The virus had different plans.
Last spring, the sisters from Rochester, Mich., checked themselves into the hospital with fevers and shortness of breath. Kelly was discharged after less than a week, Kimberly ended up in intensive care.
Weeks after Kelly had returned to their shared home, Kimberly was relearning how to speak, walk and chew and swallow solid food she could barely taste.
Nearly a year later, the sisters are bedeviled by the divergent paths their illnesses took. "I want to know," Kelly said, "why did she have COVID worse than me?"
Since the new coronavirus first shuddered into view, questions like the one posed by Standard have spurred scientific projects around the globe. Among the 94 million infections documented since the start of the outbreak, no two have truly been alike, even for people who share a genetic code.
Identical twins offer researchers a ready-made experiment to untangle the contributions of nature and nurture in driving disease. With the help of twin registries in the U.S., Australia, Europe and elsewhere, researchers are confirming that genetics can affect which symptoms COVID-19 patients experience. These studies have also underscored the importance of the environment and pure chance: Even between identical twins, immune systems can look vastly different — and continue to grow apart over the course of a lifetime.
Dr. Mishita Goel, one of the doctors who treated the Standards, said she was surprised to see the different trajectories. "We were amazed."
At least some of the factors that influence the severity of a case are written into the genome. Tim Spector, a public health researcher and the director of the TwinsUK registry, said he and his colleagues reported that genetic factors might account for up to 50% of the differences between COVID-19 symptoms.
In at least some respects, identical twins are "genetically programmed to be similar," he said.
Twins Krista Burkett and Kasey Miller, 28, of Toledo, Ohio, fell ill after Thanksgiving. "Day for day, it was exactly the same," Burkett said.
What they experienced was not the norm. Many of the conditions that can raise a person's risk for severe COVID — excess weight, heart disease, diabetes, smoking — are highly influenced by environment and behavior, not just genetics.
Researchers have also floated the idea that the amount of coronavirus a person takes in may have an impact on the severity of disease.

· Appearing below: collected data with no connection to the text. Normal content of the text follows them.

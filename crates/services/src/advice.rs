//! Optional text-generation collaborator used to enrich recommendations.
//!
//! One `AdviceProvider` implementation per backend, picked once from
//! `AdviceSettings` at startup. Callers never depend on a provider being
//! present or reachable.

use std::fmt::Write as _;
use std::sync::Arc;
use std::time::Duration;

use async_trait::async_trait;
use quiz_core::model::{AdviceProviderKind, AdviceSettings, Difficulty, ScoreRecord};
use reqwest::Client;
use serde::{Deserialize, Serialize};

use crate::error::AdviceError;

/// Generates free-text study advice from a prompt.
#[async_trait]
pub trait AdviceProvider: Send + Sync {
    /// Short provider name for logs.
    fn name(&self) -> &'static str;

    /// # Errors
    ///
    /// Returns `AdviceError` when the request fails or yields no text.
    async fn advise(&self, prompt: &str) -> Result<String, AdviceError>;
}

/// Build the provider selected by `settings`, or `None` when advice is off.
#[must_use]
pub fn build_provider(settings: &AdviceSettings) -> Option<Arc<dyn AdviceProvider>> {
    let client = Client::builder()
        .timeout(Duration::from_secs(settings.timeout_secs()))
        .build()
        .unwrap_or_default();

    let provider: Arc<dyn AdviceProvider> = match settings.provider() {
        AdviceProviderKind::Disabled => return None,
        AdviceProviderKind::OpenAi => Arc::new(OpenAiAdvisor {
            client,
            base_url: settings.base_url().to_string(),
            api_key: settings.api_key()?.to_string(),
            model: settings.model().to_string(),
        }),
        AdviceProviderKind::Ollama => Arc::new(OllamaAdvisor {
            client,
            base_url: settings.base_url().to_string(),
            model: settings.model().to_string(),
        }),
    };
    tracing::info!(
        provider = provider.name(),
        model = settings.model(),
        "advice provider configured"
    );
    Some(provider)
}

/// Prompt asking for advice on one domain, with the whole score set as context.
#[must_use]
pub fn advice_prompt(record: &ScoreRecord, all: &[ScoreRecord]) -> String {
    let level = Difficulty::from_accuracy(record.accuracy());
    let mut prompt = format!(
        "You are an expert in {area} within machine learning and AI.\n\n\
         A student has achieved {pct:.0}% performance in this area at {level} level.\n",
        area = record.domain().label(),
        pct = record.percentage(),
    );
    if all.len() > 1 {
        prompt.push_str("Their other area scores this session:\n");
        for other in all.iter().filter(|r| r.domain() != record.domain()) {
            let _ = writeln!(prompt, "- {}: {:.0}%", other.domain().label(), other.percentage());
        }
    }
    prompt.push_str(
        "\nProvide specific, encouraging advice that includes:\n\
         1. What they're doing well\n\
         2. Key concepts to focus on next\n\
         3. Practical exercises to improve\n\
         4. Common pitfalls to avoid\n\n\
         Keep the advice motivational and actionable.",
    );
    prompt
}

//
// ─── OPENAI-COMPATIBLE ─────────────────────────────────────────────────────────
//

/// Chat-completions client for OpenAI or any compatible endpoint.
#[derive(Clone)]
pub struct OpenAiAdvisor {
    client: Client,
    base_url: String,
    api_key: String,
    model: String,
}

impl OpenAiAdvisor {
    #[must_use]
    pub fn new(client: Client, base_url: &str, api_key: &str, model: &str) -> Self {
        Self {
            client,
            base_url: base_url.to_string(),
            api_key: api_key.to_string(),
            model: model.to_string(),
        }
    }
}

#[async_trait]
impl AdviceProvider for OpenAiAdvisor {
    fn name(&self) -> &'static str {
        "openai"
    }

    async fn advise(&self, prompt: &str) -> Result<String, AdviceError> {
        let url = format!("{}/chat/completions", self.base_url.trim_end_matches('/'));
        let payload = ChatRequest {
            model: &self.model,
            messages: vec![ChatMessage {
                role: "user",
                content: prompt,
            }],
            temperature: 0.3,
            max_tokens: 300,
        };

        let response = self
            .client
            .post(url)
            .bearer_auth(&self.api_key)
            .json(&payload)
            .send()
            .await?;

        if !response.status().is_success() {
            return Err(AdviceError::HttpStatus(response.status()));
        }

        let body: ChatResponse = response.json().await?;
        let content = body
            .choices
            .into_iter()
            .next()
            .and_then(|choice| choice.message.content)
            .map(|text| text.trim().to_string())
            .filter(|text| !text.is_empty())
            .ok_or(AdviceError::EmptyResponse)?;

        Ok(content)
    }
}

#[derive(Debug, Serialize)]
struct ChatRequest<'a> {
    model: &'a str,
    messages: Vec<ChatMessage<'a>>,
    temperature: f32,
    max_tokens: u32,
}

#[derive(Debug, Serialize)]
struct ChatMessage<'a> {
    role: &'static str,
    content: &'a str,
}

#[derive(Debug, Deserialize)]
struct ChatResponse {
    choices: Vec<ChatChoice>,
}

#[derive(Debug, Deserialize)]
struct ChatChoice {
    message: ChatMessageResponse,
}

#[derive(Debug, Deserialize)]
struct ChatMessageResponse {
    content: Option<String>,
}

//
// ─── OLLAMA ────────────────────────────────────────────────────────────────────
//

/// Client for a local Ollama server's generate endpoint. No credential.
#[derive(Clone)]
pub struct OllamaAdvisor {
    client: Client,
    base_url: String,
    model: String,
}

impl OllamaAdvisor {
    #[must_use]
    pub fn new(client: Client, base_url: &str, model: &str) -> Self {
        Self {
            client,
            base_url: base_url.to_string(),
            model: model.to_string(),
        }
    }
}

#[async_trait]
impl AdviceProvider for OllamaAdvisor {
    fn name(&self) -> &'static str {
        "ollama"
    }

    async fn advise(&self, prompt: &str) -> Result<String, AdviceError> {
        let url = format!("{}/api/generate", self.base_url.trim_end_matches('/'));
        let payload = GenerateRequest {
            model: &self.model,
            prompt,
            stream: false,
            options: GenerateOptions {
                temperature: 0.3,
                num_predict: 200,
                top_k: 10,
                top_p: 0.9,
            },
        };

        let response = self.client.post(url).json(&payload).send().await?;
        if !response.status().is_success() {
            return Err(AdviceError::HttpStatus(response.status()));
        }

        let body: GenerateResponse = response.json().await?;
        let text = body.response.trim();
        if text.is_empty() {
            return Err(AdviceError::EmptyResponse);
        }
        Ok(text.to_string())
    }
}

#[derive(Debug, Serialize)]
struct GenerateRequest<'a> {
    model: &'a str,
    prompt: &'a str,
    stream: bool,
    options: GenerateOptions,
}

#[derive(Debug, Serialize)]
struct GenerateOptions {
    temperature: f32,
    num_predict: u32,
    top_k: u32,
    top_p: f32,
}

#[derive(Debug, Deserialize)]
struct GenerateResponse {
    #[serde(default)]
    response: String,
}
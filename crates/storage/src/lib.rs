#![forbid(unsafe_code)]

pub mod question_bank;
pub mod repository;
pub mod sqlite;
use thiserror::Error;

use crate::model::{
    ParseIdError, QuestionError, RecommendationError, ScoreError, SessionStateError,
    SettingsError,
};

#[derive(Debug, Error)]
#[non_exhaustive]
pub enum Error {
    #[error(transparent)]
    Question(#[from] QuestionError),
    #[error(transparent)]
    SessionState(#[from] SessionStateError),
    #[error(transparent)]
    Score(#[from] ScoreError),
    #[error(transparent)]
    Recommendation(#[from] RecommendationError),
    #[error(transparent)]
    Settings(#[from] SettingsError),
    #[error(transparent)]
    Id(#[from] ParseIdError),
}
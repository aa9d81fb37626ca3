use chrono::Duration;
use quiz_core::model::{
    AnswerRecord, Difficulty, Domain, QuestionId, QuizMode, QuizSession, Recommendation,
    RecommendationResult, SessionId, StudyEstimate, UserId,
};
use quiz_core::time::fixed_now;
use storage::repository::{RecommendationRepository, SessionRepository, Storage, StorageError};
use storage::sqlite::SqliteRepository;

async fn connect(name: &str) -> SqliteRepository {
    let url = format!("sqlite:file:{name}?mode=memory&cache=shared");
    let repo = SqliteRepository::connect(&url).await.expect("connect");
    repo.migrate().await.expect("migrate");
    repo
}

fn finalized(user: &str, offset_minutes: i64, answers: &[(u64, &str, bool)]) -> QuizSession {
    let start = fixed_now() + Duration::minutes(offset_minutes);
    let mut session = QuizSession::start(
        SessionId::generate(),
        UserId::new(user).unwrap(),
        QuizMode::Quick,
        10,
        start,
    )
    .unwrap();
    for (i, (id, domain, correct)) in answers.iter().enumerate() {
        let step = i64::try_from(i).unwrap();
        session
            .record(AnswerRecord {
                question_id: QuestionId::new(*id),
                domain: Domain::new(*domain).unwrap(),
                difficulty: Difficulty::Intermediate,
                answer: if *correct { "a".into() } else { "c".into() },
                correct: *correct,
                time_taken: Duration::seconds(3),
                answered_at: start + Duration::seconds(3 * (step + 1)),
            })
            .unwrap();
    }
    session.finalize(start + Duration::minutes(5)).unwrap();
    session
}

fn ten_question_session() -> QuizSession {
    finalized(
        "learner",
        0,
        &[
            (1, "transformers", true),
            (2, "gans", false),
            (3, "transformers", true),
            (4, "gans", true),
            (5, "transformers", false),
            (6, "gans", false),
            (7, "transformers", true),
            (8, "gans", true),
            (9, "transformers", false),
            (10, "gans", false),
        ],
    )
}

#[tokio::test]
async fn persisted_session_reloads_with_identical_scores() {
    let repo = connect("memdb_reload_scores").await;
    let session = ten_question_session();
    repo.append_session(&session).await.unwrap();

    let reloaded = repo.get_session(session.id()).await.unwrap();
    assert_eq!(reloaded, session);

    let result = repo.get_result(session.id()).await.unwrap();
    assert_eq!(result.total_questions(), 10);
    assert_eq!(result.correct_answers(), 5);
    let transformers = result
        .record_for(&Domain::new("transformers").unwrap())
        .unwrap();
    let gans = result.record_for(&Domain::new("gans").unwrap()).unwrap();
    assert_eq!((transformers.correct(), transformers.total()), (3, 5));
    assert_eq!((gans.correct(), gans.total()), (2, 5));
    assert!((transformers.percentage() - 60.0).abs() < 1e-9);
    assert!((gans.percentage() - 40.0).abs() < 1e-9);

    let history = repo
        .list_history(&UserId::new("learner").unwrap(), 10)
        .await
        .unwrap();
    assert_eq!(history.len(), 1);
    assert_eq!(history[0], result);
}

#[tokio::test]
async fn sessions_are_append_only() {
    let repo = connect("memdb_append_only").await;
    let session = finalized("learner", 0, &[(1, "pytorch", true)]);
    repo.append_session(&session).await.unwrap();

    let err = repo.append_session(&session).await.unwrap_err();
    assert!(matches!(err, StorageError::Conflict));

    // The failed write must not leave partial rows behind.
    let reloaded = repo.get_session(session.id()).await.unwrap();
    assert_eq!(reloaded.answers().len(), 1);
}

#[tokio::test]
async fn unknown_session_is_not_found() {
    let repo = connect("memdb_not_found").await;
    let err = repo.get_result(SessionId::generate()).await.unwrap_err();
    assert!(matches!(err, StorageError::NotFound));
}

#[tokio::test]
async fn history_is_newest_first_and_limited() {
    let repo = connect("memdb_history_order").await;
    let first = finalized("learner", 0, &[(1, "gans", false)]);
    let second = finalized("learner", 30, &[(1, "gans", true)]);
    let third = finalized("learner", 60, &[(2, "gans", true)]);
    let stranger = finalized("stranger", 90, &[(1, "gans", true)]);
    for session in [&second, &first, &third, &stranger] {
        repo.append_session(session).await.unwrap();
    }

    let user = UserId::new("learner").unwrap();
    let history = repo.list_history(&user, 10).await.unwrap();
    let ids: Vec<SessionId> = history.iter().map(|r| r.session_id()).collect();
    assert_eq!(ids, vec![third.id(), second.id(), first.id()]);

    let limited = repo.list_history(&user, 2).await.unwrap();
    assert_eq!(limited.len(), 2);
    assert_eq!(limited[0].session_id(), third.id());
}

#[tokio::test]
async fn recommendations_are_replaced_per_session() {
    let repo = connect("memdb_recommendations").await;
    let session = ten_question_session();
    repo.append_session(&session).await.unwrap();

    let item = |rank, domain: &str, pct, advice: Option<&str>| Recommendation {
        rank,
        domain: Domain::new(domain).unwrap(),
        accuracy_pct: pct,
        rationale: format!("{domain} needs work"),
        resources: vec!["Book".into(), "Course".into()],
        estimate: StudyEstimate::OneToTwoWeeks,
        advice: advice.map(str::to_owned),
    };

    let first = RecommendationResult::new(
        session.id(),
        fixed_now(),
        vec![
            item(2, "transformers", 60.0, None),
            item(1, "gans", 40.0, Some("Practice the minimax game.")),
        ],
    )
    .unwrap();
    repo.replace_recommendations(&first).await.unwrap();
    let fetched = repo.get_recommendations(session.id()).await.unwrap();
    assert_eq!(fetched, Some(first));

    let second = RecommendationResult::new(
        session.id(),
        fixed_now() + Duration::hours(1),
        vec![item(1, "gans", 40.0, None)],
    )
    .unwrap();
    repo.replace_recommendations(&second).await.unwrap();
    let fetched = repo.get_recommendations(session.id()).await.unwrap().unwrap();
    assert_eq!(fetched.items().len(), 1);
    assert_eq!(fetched, second);
}

#[tokio::test]
async fn recommendations_for_unknown_session_are_rejected() {
    let repo = connect("memdb_recommendations_orphan").await;
    let orphan = RecommendationResult::new(SessionId::generate(), fixed_now(), Vec::new()).unwrap();
    let err = repo.replace_recommendations(&orphan).await.unwrap_err();
    assert!(matches!(err, StorageError::NotFound));
}

#[tokio::test]
async fn storage_facade_wires_sqlite_handles() {
    let storage = Storage::sqlite("sqlite:file:memdb_facade?mode=memory&cache=shared")
        .await
        .unwrap();
    let session = finalized("learner", 0, &[(4, "ml_basics", true)]);
    storage.sessions.append_session(&session).await.unwrap();
    let result = storage.sessions.get_result(session.id()).await.unwrap();
    assert_eq!(result.correct_answers(), 1);
    assert!(
        storage
            .recommendations
            .get_recommendations(session.id())
            .await
            .unwrap()
            .is_none()
    );
}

Identical twins start as a single embryo that splits in two, creating carbon-copy babies-to-be. But from that time on, their developmental trajectories diverge, as their DNA accumulates often subtle, but unique, typos. A paper published in Nature Genetics reported that identical twins differ by an average of 5.2 early and naturally occurring developmental mutations.
Through adolescence, the biological chasm between twins deepens as distinct microbes colonize their guts, or subtle shifts in the environment squish or stretch parts of their genomes, making certain segments harder or easier to read. All of these changes can influence how a person responds to an infection, said Anita Pepper, a developmental biologist.
Mark Davis, an immunologist at Stanford University, said twins may start with the same genetic ingredients, but then "they roll the dice."